From the records below, transcribe only the lines running from the one with "if let Some(width)" through the one with "(kind, FieldValue::Raw(bytes)) =>". Keep both of those end lines.
╭─ Dataset extract
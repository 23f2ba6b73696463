use crate::datatypes::{ByteCursor, ByteWriter, FormId, RawString, Signature};
use crate::utils::{EspError, Result};
use encoding_rs::Encoding;
use serde::Serialize;
use std::fmt;

/// 字段的二进制布局
#[derive(Debug, Clone, Copy, PartialEq)]
pub enum FieldKind {
    U8,
    I8,
    U16,
    I16,
    U32,
    I32,
    U64,
    F32,
    FormId,
    /// 以 null 结尾的字符串，`max_len` 不含终止符
    ZString { max_len: Option<usize> },
    /// 普通插件中为 Z字符串，本地化插件中为 u32 字符串表 ID
    LString { max_len: Option<usize> },
    /// 定长字节数组
    Bytes(usize),
    FormIdArray,
    /// 定长的混合结构，元素必须都是定长类型
    Struct(&'static [FieldKind]),
    /// 零长度标记
    Marker,
    /// GMST DATA：由 EDID 首字母决定实际类型
    GameSetting,
    Raw,
}

/// 解码后的字段值
#[derive(Debug, Clone, PartialEq, Serialize)]
#[serde(tag = "type", content = "value")]
pub enum FieldValue {
    U8(u8),
    I8(i8),
    U16(u16),
    I16(i16),
    U32(u32),
    I32(i32),
    U64(u64),
    F32(f32),
    FormId(FormId),
    String(String),
    StringId(u32),
    Bytes(Vec<u8>),
    FormIds(Vec<FormId>),
    Struct(Vec<FieldValue>),
    Marker,
    Raw(Vec<u8>),
}

/// 解码上下文
#[derive(Debug, Clone, Copy, PartialEq, Eq)]
pub struct FieldContext {
    /// 插件头部带有 LOCALIZED 标志
    pub localized: bool,
    /// 编码字符串时使用的文本编码
    pub encoding: &'static Encoding,
}

impl Default for FieldContext {
    fn default() -> Self {
        FieldContext {
            localized: false,
            encoding: encoding_rs::UTF_8,
        }
    }
}

impl FieldContext {
    pub fn localized(localized: bool) -> Self {
        FieldContext {
            localized,
            ..Default::default()
        }
    }

    pub fn with_encoding(self, encoding: &'static Encoding) -> Self {
        FieldContext { encoding, ..self }
    }

    /// 按现有字符串字段的字节推断编码
    pub fn with_encoding_of(self, existing: &[u8]) -> Self {
        let detected = RawString::parse_zstring(existing);
        let encoding = Encoding::for_label(detected.encoding.as_bytes()).unwrap_or(encoding_rs::UTF_8);
        self.with_encoding(encoding)
    }
}

impl FieldKind {
    /// 定长类型的宽度
    pub fn fixed_width(&self) -> Option<usize> {
        match self {
            FieldKind::U8 | FieldKind::I8 => Some(1),
            FieldKind::U16 | FieldKind::I16 => Some(2),
            FieldKind::U32 | FieldKind::I32 | FieldKind::F32 | FieldKind::FormId => Some(4),
            FieldKind::U64 => Some(8),
            FieldKind::Bytes(n) => Some(*n),
            FieldKind::Marker => Some(0),
            FieldKind::Struct(members) => members
                .iter()
                .try_fold(0usize, |acc, m| m.fixed_width().map(|w| acc + w)),
            _ => None,
        }
    }

    /// 负载长度是否符合此类型
    pub fn accepts(&self, len: usize, ctx: FieldContext) -> bool {
        if let Some(width) = self.fixed_width() {
            return len == width;
        }
        match self {
            FieldKind::ZString { max_len } => len >= 1 && max_len.map_or(true, |max| len - 1 <= max),
            FieldKind::LString { max_len } => {
                if ctx.localized {
                    len == 4
                } else {
                    FieldKind::ZString { max_len: *max_len }.accepts(len, ctx)
                }
            }
            FieldKind::FormIdArray => len % 4 == 0,
            FieldKind::GameSetting | FieldKind::Raw => true,
            _ => false,
        }
    }

    /// 值的形状是否与此类型对应（不做长度等细节校验）
    ///
    /// `Raw` 值只有在能按此类型解码时才对应。
    pub fn admits(&self, value: &FieldValue, ctx: FieldContext) -> bool {
        match (self, value) {
            (FieldKind::Raw, FieldValue::Raw(_)) => true,
            (kind, FieldValue::Raw(bytes)) => decode_strict(*kind, bytes, ctx).is_some(),
            (FieldKind::U8, FieldValue::U8(_))
            | (FieldKind::I8, FieldValue::I8(_))
            | (FieldKind::U16, FieldValue::U16(_))
            | (FieldKind::I16, FieldValue::I16(_))
            | (FieldKind::U32, FieldValue::U32(_))
            | (FieldKind::I32, FieldValue::I32(_))
            | (FieldKind::U64, FieldValue::U64(_))
            | (FieldKind::F32, FieldValue::F32(_))
            | (FieldKind::FormId, FieldValue::FormId(_))
            | (FieldKind::ZString { .. }, FieldValue::String(_))
            | (FieldKind::Bytes(_), FieldValue::Bytes(_))
            | (FieldKind::FormIdArray, FieldValue::FormIds(_))
            | (FieldKind::Marker, FieldValue::Marker) => true,
            (FieldKind::LString { .. }, FieldValue::String(_)) => !ctx.localized,
            (FieldKind::LString { .. }, FieldValue::StringId(_)) => ctx.localized,
            (FieldKind::Struct(members), FieldValue::Struct(values)) => {
                members.len() == values.len()
                    && members.iter().zip(values).all(|(m, v)| m.admits(v, ctx))
            }
            (FieldKind::GameSetting, _) => false,
            (FieldKind::Raw, FieldValue::Bytes(_)) => true,
            _ => false,
        }
    }

    /// 根据 EDID 解析 GMST 的实际类型
    ///
    /// `s` 字符串，`f` 浮点，`b`/`u` 无符号整数，其余为有符号整数。
    pub fn resolve_game_setting(self, editor_id: Option<&[u8]>) -> FieldKind {
        if self != FieldKind::GameSetting {
            return self;
        }
        match editor_id.and_then(|id| id.first()) {
            Some(b's') => FieldKind::LString { max_len: None },
            Some(b'f') => FieldKind::F32,
            Some(b'b') | Some(b'u') => FieldKind::U32,
            Some(_) => FieldKind::I32,
            None => FieldKind::Raw,
        }
    }
}

/// 解码字段
///
/// 总是成功：不符合布局的负载（宽度错误、缺少终止符、多余字节）解码为 `Raw`。
pub fn decode(kind: FieldKind, data: &[u8], ctx: FieldContext) -> FieldValue {
    decode_strict(kind, data, ctx).unwrap_or_else(|| FieldValue::Raw(data.to_vec()))
}

fn decode_strict(kind: FieldKind, data: &[u8], ctx: FieldContext) -> Option<FieldValue> {
    if !kind.accepts(data.len(), ctx) {
        return None;
    }

    let mut cursor = ByteCursor::new(data);
    let value = match kind {
        FieldKind::ZString { .. } => FieldValue::String(decode_zstring(data)?),
        FieldKind::LString { max_len } => {
            if ctx.localized {
                FieldValue::StringId(cursor.read_u32().ok()?)
            } else {
                return decode_strict(FieldKind::ZString { max_len }, data, ctx);
            }
        }
        FieldKind::FormIdArray => {
            let mut ids = Vec::with_capacity(data.len() / 4);
            while !cursor.is_empty() {
                ids.push(FormId(cursor.read_u32().ok()?));
            }
            FieldValue::FormIds(ids)
        }
        FieldKind::GameSetting | FieldKind::Raw => FieldValue::Raw(data.to_vec()),
        fixed => read_fixed(fixed, &mut cursor)?,
    };

    if !cursor.is_empty() && !matches!(kind, FieldKind::ZString { .. } | FieldKind::LString { .. }) {
        return None;
    }
    Some(value)
}

/// 恰好一个结尾 null、没有内部 null 的字符串
fn decode_zstring(data: &[u8]) -> Option<String> {
    let (last, text) = data.split_last()?;
    if *last != 0 || text.contains(&0) {
        return None;
    }
    Some(RawString::decode(text).content)
}

fn read_fixed(kind: FieldKind, cursor: &mut ByteCursor<'_>) -> Option<FieldValue> {
    let value = match kind {
        FieldKind::U8 => FieldValue::U8(cursor.read_u8().ok()?),
        FieldKind::I8 => FieldValue::I8(cursor.read_i8().ok()?),
        FieldKind::U16 => FieldValue::U16(cursor.read_u16().ok()?),
        FieldKind::I16 => FieldValue::I16(cursor.read_i16().ok()?),
        FieldKind::U32 => FieldValue::U32(cursor.read_u32().ok()?),
        FieldKind::I32 => FieldValue::I32(cursor.read_i32().ok()?),
        FieldKind::U64 => FieldValue::U64(cursor.read_u64().ok()?),
        FieldKind::F32 => FieldValue::F32(cursor.read_f32().ok()?),
        FieldKind::FormId => FieldValue::FormId(FormId(cursor.read_u32().ok()?)),
        FieldKind::Bytes(n) => FieldValue::Bytes(cursor.read_bytes(n).ok()?.to_vec()),
        FieldKind::Marker => FieldValue::Marker,
        FieldKind::Struct(members) => {
            let mut values = Vec::with_capacity(members.len());
            for member in members {
                values.push(read_fixed(*member, cursor)?);
            }
            FieldValue::Struct(values)
        }
        _ => return None,
    };
    Some(value)
}

/// 编码字段
///
/// 与 `decode` 互逆，写入模型之前完成全部校验。
/// `Raw` 值原样写出，但对非 `Raw` 类型必须是该类型的合法编码。
pub fn encode(signature: Signature, kind: FieldKind, value: &FieldValue, ctx: FieldContext) -> Result<Vec<u8>> {
    if let FieldValue::Raw(bytes) = value {
        if decode_strict(kind, bytes, ctx).is_none() {
            return Err(EspError::invalid_field(
                signature,
                format!("原始字节 {} 不是 {:?} 的合法编码", value, kind),
            ));
        }
        return Ok(bytes.clone());
    }

    let mut writer = ByteWriter::new();
    write_value(signature, kind, value, ctx, &mut writer)?;
    let bytes = writer.into_inner();

    if !kind.accepts(bytes.len(), ctx) {
        return Err(EspError::invalid_field(
            signature,
            format!("编码后的长度 {} 不符合 {:?}", bytes.len(), kind),
        ));
    }
    Ok(bytes)
}

fn mismatch(signature: Signature, kind: FieldKind, value: &FieldValue) -> EspError {
    EspError::invalid_field(signature, format!("值 {:?} 与字段类型 {:?} 不匹配", value, kind))
}

fn write_value(
    signature: Signature,
    kind: FieldKind,
    value: &FieldValue,
    ctx: FieldContext,
    writer: &mut ByteWriter,
) -> Result<()> {
    match (kind, value) {
        (FieldKind::U8, FieldValue::U8(v)) => writer.write_u8(*v),
        (FieldKind::I8, FieldValue::I8(v)) => writer.write_i8(*v),
        (FieldKind::U16, FieldValue::U16(v)) => writer.write_u16(*v),
        (FieldKind::I16, FieldValue::I16(v)) => writer.write_i16(*v),
        (FieldKind::U32, FieldValue::U32(v)) => writer.write_u32(*v),
        (FieldKind::I32, FieldValue::I32(v)) => writer.write_i32(*v),
        (FieldKind::U64, FieldValue::U64(v)) => writer.write_u64(*v),
        (FieldKind::F32, FieldValue::F32(v)) => writer.write_f32(*v),
        (FieldKind::FormId, FieldValue::FormId(id)) => writer.write_u32(id.0),
        (FieldKind::Marker, FieldValue::Marker) => Ok(()),
        (FieldKind::Bytes(n), FieldValue::Bytes(bytes)) => {
            if bytes.len() != n {
                return Err(EspError::invalid_field(
                    signature,
                    format!("字节数组长度应为 {}，实际 {}", n, bytes.len()),
                ));
            }
            writer.write_bytes(bytes)
        }
        (FieldKind::Raw, FieldValue::Bytes(bytes)) => writer.write_bytes(bytes),
        (FieldKind::FormIdArray, FieldValue::FormIds(ids)) => {
            for id in ids {
                writer.write_u32(id.0)?;
            }
            Ok(())
        }
        (FieldKind::ZString { max_len }, FieldValue::String(text)) => {
            write_zstring(signature, text, max_len, ctx, writer)
        }
        (FieldKind::LString { max_len }, FieldValue::String(text)) if !ctx.localized => {
            write_zstring(signature, text, max_len, ctx, writer)
        }
        (FieldKind::LString { .. }, FieldValue::StringId(id)) if ctx.localized => writer.write_u32(*id),
        (FieldKind::Struct(members), FieldValue::Struct(values)) => {
            if members.len() != values.len() {
                return Err(EspError::invalid_field(
                    signature,
                    format!("结构应有 {} 个成员，实际 {}", members.len(), values.len()),
                ));
            }
            for (member, value) in members.iter().zip(values) {
                write_value(signature, *member, value, ctx, writer)?;
            }
            Ok(())
        }
        _ => Err(mismatch(signature, kind, value)),
    }
}

fn write_zstring(
    signature: Signature,
    text: &str,
    max_len: Option<usize>,
    ctx: FieldContext,
    writer: &mut ByteWriter,
) -> Result<()> {
    if text.contains('\0') {
        return Err(EspError::invalid_field(signature, "字符串包含内部 null"));
    }
    let bytes = RawString::encode(text, ctx.encoding.name()).ok_or_else(|| {
        EspError::invalid_field(
            signature,
            format!("字符串 {:?} 无法用 {} 编码表示", text, ctx.encoding.name()),
        )
    })?;
    if let Some(max) = max_len {
        if bytes.len() > max {
            return Err(EspError::invalid_field(
                signature,
                format!("字符串长度 {} 超过上限 {}", bytes.len(), max),
            ));
        }
    }
    writer.write_zstring(&bytes)
}

impl fmt::Display for FieldValue {
    fn fmt(&self, f: &mut fmt::Formatter<'_>) -> fmt::Result {
        match self {
            FieldValue::U8(v) => write!(f, "{}", v),
            FieldValue::I8(v) => write!(f, "{}", v),
            FieldValue::U16(v) => write!(f, "{}", v),
            FieldValue::I16(v) => write!(f, "{}", v),
            FieldValue::U32(v) => write!(f, "{}", v),
            FieldValue::I32(v) => write!(f, "{}", v),
            FieldValue::U64(v) => write!(f, "{}", v),
            FieldValue::F32(v) => write!(f, "{}", v),
            FieldValue::FormId(id) => write!(f, "[{}]", id),
            FieldValue::String(s) => write!(f, "{:?}", s),
            FieldValue::StringId(id) => write!(f, "<lstring {:08X}>", id),
            FieldValue::Bytes(bytes) | FieldValue::Raw(bytes) => {
                if bytes.len() > 32 {
                    write!(f, "{:02X?}... ({} bytes)", &bytes[..32], bytes.len())
                } else {
                    write!(f, "{:02X?}", bytes)
                }
            }
            FieldValue::FormIds(ids) => {
                let parts: Vec<String> = ids.iter().map(|id| id.to_string()).collect();
                write!(f, "[{}]", parts.join(", "))
            }
            FieldValue::Struct(values) => {
                let parts: Vec<String> = values.iter().map(|v| v.to_string()).collect();
                write!(f, "({})", parts.join(", "))
            }
            FieldValue::Marker => write!(f, "<marker>"),
        }
    }
}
╰─
Result for this task:
        if let Some(width) = self.fixed_width() {
            return len == width;
        }
        match self {
            FieldKind::ZString { max_len } => len >= 1 && max_len.map_or(true, |max| len - 1 <= max),
            FieldKind::LString { max_len } => {
                if ctx.localized {
                    len == 4
                } else {
                    FieldKind::ZString { max_len: *max_len }.accepts(len, ctx)
                }
            }
            FieldKind::FormIdArray => len % 4 == 0,
            FieldKind::GameSetting | FieldKind::Raw => true,
            _ => false,
        }
    }

    /// 值的形状是否与此类型对应（不做长度等细节校验）
    ///
    /// `Raw` 值只有在能按此类型解码时才对应。
    pub fn admits(&self, value: &FieldValue, ctx: FieldContext) -> bool {
        match (self, value) {
            (FieldKind::Raw, FieldValue::Raw(_)) => true,
            (kind, FieldValue::Raw(bytes)) => decode_strict(*kind, bytes, ctx).is_some(),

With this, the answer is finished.